──────── INFORMATION PROVIDED ────────

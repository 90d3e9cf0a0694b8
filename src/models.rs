use chrono::{NaiveDate, NaiveTime};
use serde::{Deserialize, Serialize};
use sqlx::FromRow;
use ts_rs::TS;
use utoipa::ToSchema;

// --- Identity & Roles ---

/// Role
///
/// The RBAC field. Everything the portal shows or hides — pages, menu
/// entries, API endpoints — keys off this enum.
#[derive(Debug, Clone, Copy, PartialEq, Eq, Serialize, Deserialize, TS, ToSchema)]
#[serde(rename_all = "lowercase")]
#[ts(export)]
pub enum Role {
    Patient,
    Doctor,
    Manager,
    Admin,
}

impl Role {
    /// Every defined role, in declaration order. Used by the navigation
    /// totality check at startup.
    pub const ALL: &'static [Role] = &[Role::Patient, Role::Doctor, Role::Manager, Role::Admin];

    pub fn as_str(&self) -> &'static str {
        match self {
            Role::Patient => "patient",
            Role::Doctor => "doctor",
            Role::Manager => "manager",
            Role::Admin => "admin",
        }
    }

    /// Parses the role name stored in the `role` table. Unknown names are
    /// rejected rather than defaulted — a session must never resolve to a
    /// guessed role.
    pub fn parse(s: &str) -> Option<Role> {
        match s {
            "patient" => Some(Role::Patient),
            "doctor" => Some(Role::Doctor),
            "manager" => Some(Role::Manager),
            "admin" => Some(Role::Admin),
            _ => None,
        }
    }
}

/// Identity
///
/// The authenticated user as the routing layer and handlers see it.
/// Exists only while a session is live; absent means anonymous.
#[derive(Debug, Clone, PartialEq, Serialize, Deserialize, TS, ToSchema)]
#[ts(export)]
pub struct Identity {
    pub id: i64,
    pub login: String,
    pub role: Role,
}

/// UserRecord
///
/// Raw credential row from the `user` table joined with `role`. Internal to
/// the repository and the login handler; the password hash never leaves
/// this struct.
#[derive(Debug, Clone, FromRow)]
pub struct UserRecord {
    pub id: i64,
    pub login: String,
    pub password_hash: String,
    pub role: String,
}

// --- Auth Payloads ---

#[derive(Debug, Clone, Serialize, Deserialize, TS, ToSchema)]
#[ts(export)]
pub struct LoginRequest {
    pub login: String,
    pub password: String,
}

#[derive(Debug, Clone, Serialize, Deserialize, TS, ToSchema)]
#[ts(export)]
pub struct RegisterRequest {
    pub login: String,
    pub password: String,
}

/// Wrapper matching the original API's `{ user: {...} }` login response.
#[derive(Debug, Clone, Serialize, Deserialize, TS, ToSchema)]
#[ts(export)]
pub struct AuthResponse {
    pub user: Identity,
}

// --- Schedule Schemas ---

#[derive(Debug, Clone, Serialize, Deserialize, TS, ToSchema, FromRow, Default)]
#[ts(export)]
pub struct Department {
    pub id: i64,
    pub name: String,
}

/// Doctor reference for selection dropdowns (booking, report filters).
#[derive(Debug, Clone, Serialize, Deserialize, TS, ToSchema, FromRow, Default)]
#[ts(export)]
pub struct DoctorRef {
    pub id: i64,
    pub full_name: String,
}

/// One working window in a doctor's weekly schedule.
#[derive(Debug, Clone, Serialize, Deserialize, TS, ToSchema, FromRow)]
#[ts(export)]
pub struct ScheduleWindow {
    /// ISO weekday, 1 = Monday .. 7 = Sunday.
    pub day_of_week: i16,
    #[ts(type = "string")]
    pub start_time: NaiveTime,
    #[ts(type = "string")]
    pub end_time: NaiveTime,
    pub cabinet: String,
}

/// A doctor together with the weekly schedule shown on the schedule page.
#[derive(Debug, Clone, Serialize, Deserialize, TS, ToSchema)]
#[ts(export)]
pub struct DoctorSchedule {
    pub id: i64,
    pub full_name: String,
    pub specialization: String,
    pub schedule: Vec<ScheduleWindow>,
}

// --- Appointment Schemas ---

#[derive(Debug, Clone, Deserialize, Serialize, ToSchema, TS)]
#[ts(export)]
pub struct SlotQuery {
    pub doctor_id: i64,
    #[ts(type = "string")]
    pub date: NaiveDate,
}

#[derive(Debug, Clone, Serialize, Deserialize, TS, ToSchema)]
#[ts(export)]
pub struct AvailableSlots {
    #[ts(type = "string")]
    pub date: NaiveDate,
    pub doctor_id: i64,
    /// Free 30-minute starts, "HH:MM", ascending.
    pub available_slots: Vec<String>,
}

#[derive(Debug, Clone, Serialize, Deserialize, TS, ToSchema)]
#[ts(export)]
pub struct CreateAppointmentRequest {
    pub doctor_id: i64,
    #[ts(type = "string")]
    pub date: NaiveDate,
    /// "HH:MM".
    pub time: String,
}

/// One row of a patient's appointment history, enriched with the doctor,
/// cabinet and any recorded visit outcome.
#[derive(Debug, Clone, Serialize, Deserialize, TS, ToSchema, FromRow)]
#[ts(export)]
pub struct AppointmentRecord {
    pub id: i64,
    #[ts(type = "string")]
    pub date: NaiveDate,
    #[ts(type = "string")]
    pub time: NaiveTime,
    pub doctor_name: String,
    pub cabinet: String,
    pub diagnosis: Option<String>,
    pub complaints: Option<String>,
}

// --- Profile Schemas ---

#[derive(Debug, Clone, Serialize, Deserialize, TS, ToSchema, FromRow)]
#[ts(export)]
pub struct PatientProfile {
    pub id: i64,
    pub login: String,
    pub passport_data: Option<String>,
    pub address: Option<String>,
    #[ts(type = "string")]
    pub birth: Option<NaiveDate>,
}

#[derive(Debug, Clone, Serialize, Deserialize, TS, ToSchema)]
#[ts(export)]
pub struct UpdatePatientProfileRequest {
    pub passport_data: String,
    pub address: String,
    #[ts(type = "string")]
    pub birth: NaiveDate,
}

#[derive(Debug, Clone, Serialize, Deserialize, TS, ToSchema)]
#[ts(export)]
pub struct DoctorProfile {
    pub id: i64,
    pub login: String,
    pub full_name: String,
    pub specialization: String,
    pub department: String,
    pub schedule: Vec<ScheduleWindow>,
}

// --- Doctor Worklist Schemas ---

/// An appointment as seen by the doctor: who is coming and whether a visit
/// outcome has been recorded yet.
#[derive(Debug, Clone, Serialize, Deserialize, TS, ToSchema, FromRow)]
#[ts(export)]
pub struct DoctorAppointment {
    pub id: i64,
    #[ts(type = "string")]
    pub date: NaiveDate,
    #[ts(type = "string")]
    pub time: NaiveTime,
    pub patient_id: i64,
    pub cabinet: String,
    pub diagnosis: Option<String>,
    pub complaints: Option<String>,
}

#[derive(Debug, Clone, Serialize, Deserialize, TS, ToSchema)]
#[ts(export)]
pub struct RecordVisitRequest {
    pub appointment_id: i64,
    pub diagnosis: String,
    pub complaints: String,
}

// --- Report Schemas ---

#[derive(Debug, Clone, Serialize, Deserialize, TS, ToSchema, FromRow, Default)]
#[ts(export)]
pub struct ReportType {
    pub id: i64,
    pub name: String,
    pub description: String,
}

/// Parameters accepted by `POST /api/reports/generate`. Which fields are
/// required depends on the report type; the handler validates per type.
#[derive(Debug, Clone, Serialize, Deserialize, TS, ToSchema, Default)]
#[ts(export)]
pub struct GenerateReportRequest {
    pub report_type_id: i64,
    pub doctor_id: Option<i64>,
    pub year: Option<i32>,
    pub month: Option<u32>,
    pub diagnosis: Option<String>,
}

#[derive(Debug, Clone, Serialize, Deserialize, TS, ToSchema, Default)]
#[ts(export)]
pub struct ReportResult {
    pub report_type: String,
    #[ts(type = "any")]
    pub summary: serde_json::Value,
}

#[derive(Debug, Clone, Serialize, Deserialize, TS, ToSchema, FromRow, Default)]
#[ts(export)]
pub struct ReportHistoryItem {
    pub id: i64,
    pub report_type_name: String,
    #[ts(type = "string")]
    pub created_at: chrono::NaiveDateTime,
    #[ts(type = "any")]
    pub result: serde_json::Value,
}

// --- Admin Schemas ---

/// Raw dump of one whitelisted database table for the admin panel viewer.
#[derive(Debug, Clone, Serialize, Deserialize, TS, ToSchema, Default)]
#[ts(export)]
pub struct TableDump {
    pub table: String,
    pub columns: Vec<String>,
    #[ts(type = "any[]")]
    pub rows: Vec<serde_json::Value>,
}

// --- Generic Envelopes ---

#[derive(Debug, Clone, Serialize, Deserialize, TS, ToSchema)]
#[ts(export)]
pub struct MessageResponse {
    pub message: String,
}

#[derive(Debug, Clone, Serialize, Deserialize, TS, ToSchema)]
#[ts(export)]
pub struct ErrorResponse {
    pub error: String,
}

────────

TASK INSTRUCTIONS.
Search the material for the string "chrono" and show every line that has it.

EXPECTED ANSWER.
use chrono::{NaiveDate, NaiveTime};
    pub created_at: chrono::NaiveDateTime,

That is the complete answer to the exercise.